• [PROBLEM STATEMENT]
The line containing "self.config_loader = self.config_loader.file(path);" opens the span to copy, and the last line of the records below closes it. Write out that span exactly.

[Saved entries]
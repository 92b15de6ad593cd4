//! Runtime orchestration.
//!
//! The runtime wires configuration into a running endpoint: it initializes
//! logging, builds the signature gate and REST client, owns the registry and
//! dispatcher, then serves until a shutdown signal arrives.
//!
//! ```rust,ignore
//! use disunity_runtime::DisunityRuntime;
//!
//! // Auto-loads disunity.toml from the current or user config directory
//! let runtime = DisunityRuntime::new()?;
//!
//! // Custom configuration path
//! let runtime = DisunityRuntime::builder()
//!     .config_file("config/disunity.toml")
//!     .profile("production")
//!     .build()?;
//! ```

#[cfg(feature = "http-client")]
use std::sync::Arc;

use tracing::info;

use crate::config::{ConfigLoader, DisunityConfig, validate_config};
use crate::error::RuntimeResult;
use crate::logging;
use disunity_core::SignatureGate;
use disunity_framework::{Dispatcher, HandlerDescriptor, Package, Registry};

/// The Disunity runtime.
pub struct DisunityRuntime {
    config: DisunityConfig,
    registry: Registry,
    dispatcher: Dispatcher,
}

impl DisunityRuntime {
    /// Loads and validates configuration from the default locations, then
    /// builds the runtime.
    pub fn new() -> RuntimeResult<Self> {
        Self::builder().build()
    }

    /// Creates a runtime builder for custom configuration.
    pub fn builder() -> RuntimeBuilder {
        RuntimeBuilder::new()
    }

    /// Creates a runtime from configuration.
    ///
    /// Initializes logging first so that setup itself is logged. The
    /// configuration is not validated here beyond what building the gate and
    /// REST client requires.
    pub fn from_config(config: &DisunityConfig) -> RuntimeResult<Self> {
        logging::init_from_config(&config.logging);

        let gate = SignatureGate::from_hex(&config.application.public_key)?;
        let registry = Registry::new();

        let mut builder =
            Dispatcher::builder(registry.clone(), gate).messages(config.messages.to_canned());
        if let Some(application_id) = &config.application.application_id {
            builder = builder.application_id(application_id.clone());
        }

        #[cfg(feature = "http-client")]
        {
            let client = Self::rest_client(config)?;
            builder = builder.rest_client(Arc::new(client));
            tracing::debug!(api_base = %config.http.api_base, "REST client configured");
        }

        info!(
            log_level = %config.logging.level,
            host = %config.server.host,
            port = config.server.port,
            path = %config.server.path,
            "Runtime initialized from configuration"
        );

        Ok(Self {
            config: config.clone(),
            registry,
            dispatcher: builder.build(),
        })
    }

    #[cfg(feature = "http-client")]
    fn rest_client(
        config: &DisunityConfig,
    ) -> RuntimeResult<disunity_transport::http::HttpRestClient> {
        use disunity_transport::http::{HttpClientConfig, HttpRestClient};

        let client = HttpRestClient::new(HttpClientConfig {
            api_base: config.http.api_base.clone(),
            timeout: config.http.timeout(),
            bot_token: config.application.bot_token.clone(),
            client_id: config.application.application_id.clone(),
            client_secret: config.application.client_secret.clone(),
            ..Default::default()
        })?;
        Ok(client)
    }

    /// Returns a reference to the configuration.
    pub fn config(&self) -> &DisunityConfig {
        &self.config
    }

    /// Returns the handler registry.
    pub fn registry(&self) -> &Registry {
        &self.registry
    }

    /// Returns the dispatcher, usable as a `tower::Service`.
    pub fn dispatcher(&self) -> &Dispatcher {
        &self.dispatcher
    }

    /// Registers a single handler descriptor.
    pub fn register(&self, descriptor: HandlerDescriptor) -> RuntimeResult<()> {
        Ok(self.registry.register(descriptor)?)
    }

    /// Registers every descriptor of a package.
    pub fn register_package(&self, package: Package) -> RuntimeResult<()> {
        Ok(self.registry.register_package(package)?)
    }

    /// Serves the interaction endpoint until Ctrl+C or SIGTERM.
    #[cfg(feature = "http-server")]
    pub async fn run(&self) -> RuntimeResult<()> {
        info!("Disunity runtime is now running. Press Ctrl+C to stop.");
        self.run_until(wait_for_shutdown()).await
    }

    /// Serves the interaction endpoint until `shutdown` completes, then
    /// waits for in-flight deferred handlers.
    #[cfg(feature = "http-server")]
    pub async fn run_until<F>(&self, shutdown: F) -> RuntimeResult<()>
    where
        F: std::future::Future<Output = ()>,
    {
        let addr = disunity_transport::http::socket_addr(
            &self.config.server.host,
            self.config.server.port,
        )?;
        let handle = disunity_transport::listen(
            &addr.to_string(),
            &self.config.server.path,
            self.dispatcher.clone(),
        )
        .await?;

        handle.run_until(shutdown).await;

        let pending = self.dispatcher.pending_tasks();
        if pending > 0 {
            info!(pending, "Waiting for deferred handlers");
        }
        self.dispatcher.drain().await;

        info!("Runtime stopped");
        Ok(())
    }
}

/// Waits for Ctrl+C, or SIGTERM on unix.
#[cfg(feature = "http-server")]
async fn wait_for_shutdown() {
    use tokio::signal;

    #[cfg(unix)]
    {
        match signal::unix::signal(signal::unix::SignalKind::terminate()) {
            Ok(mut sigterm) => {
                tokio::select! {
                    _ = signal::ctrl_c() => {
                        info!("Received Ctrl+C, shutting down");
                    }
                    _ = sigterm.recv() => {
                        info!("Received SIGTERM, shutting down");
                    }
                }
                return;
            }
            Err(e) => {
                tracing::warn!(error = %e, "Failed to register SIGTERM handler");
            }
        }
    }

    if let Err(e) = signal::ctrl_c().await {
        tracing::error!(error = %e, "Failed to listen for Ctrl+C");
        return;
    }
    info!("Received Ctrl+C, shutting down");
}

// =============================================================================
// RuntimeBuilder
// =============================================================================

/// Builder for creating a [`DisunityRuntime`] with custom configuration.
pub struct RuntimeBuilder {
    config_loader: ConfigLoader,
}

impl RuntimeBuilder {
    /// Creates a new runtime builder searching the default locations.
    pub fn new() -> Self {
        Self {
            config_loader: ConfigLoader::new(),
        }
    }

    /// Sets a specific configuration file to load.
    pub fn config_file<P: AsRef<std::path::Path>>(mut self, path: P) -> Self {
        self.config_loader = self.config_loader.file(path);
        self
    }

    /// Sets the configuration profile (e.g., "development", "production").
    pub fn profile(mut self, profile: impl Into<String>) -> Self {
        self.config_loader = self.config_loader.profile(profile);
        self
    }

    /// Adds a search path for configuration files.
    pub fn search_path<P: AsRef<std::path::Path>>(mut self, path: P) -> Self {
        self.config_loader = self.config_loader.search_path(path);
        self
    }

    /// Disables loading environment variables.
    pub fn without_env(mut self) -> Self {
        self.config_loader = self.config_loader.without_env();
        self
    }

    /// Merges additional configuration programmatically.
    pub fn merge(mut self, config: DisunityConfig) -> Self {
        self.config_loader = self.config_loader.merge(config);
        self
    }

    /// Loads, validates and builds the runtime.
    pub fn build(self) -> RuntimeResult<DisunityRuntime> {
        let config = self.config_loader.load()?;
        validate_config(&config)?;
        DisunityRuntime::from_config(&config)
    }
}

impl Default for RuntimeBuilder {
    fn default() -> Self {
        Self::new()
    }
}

• [OUTPUT FOR THIS TASK]
        self.config_loader = self.config_loader.file(path);
        self
    }

    /// Sets the configuration profile (e.g., "development", "production").
    pub fn profile(mut self, profile: impl Into<String>) -> Self {
        self.config_loader = self.config_loader.profile(profile);
        self
    }

    /// Adds a search path for configuration files.
    pub fn search_path<P: AsRef<std::path::Path>>(mut self, path: P) -> Self {
        self.config_loader = self.config_loader.search_path(path);
        self
    }

    /// Disables loading environment variables.
    pub fn without_env(mut self) -> Self {
        self.config_loader = self.config_loader.without_env();
        self
    }

    /// Merges additional configuration programmatically.
    pub fn merge(mut self, config: DisunityConfig) -> Self {
        self.config_loader = self.config_loader.merge(config);
        self
    }

    /// Loads, validates and builds the runtime.
    pub fn build(self) -> RuntimeResult<DisunityRuntime> {
        let config = self.config_loader.load()?;
        validate_config(&config)?;
        DisunityRuntime::from_config(&config)
    }
}

impl Default for RuntimeBuilder {
    fn default() -> Self {
        Self::new()
    }
}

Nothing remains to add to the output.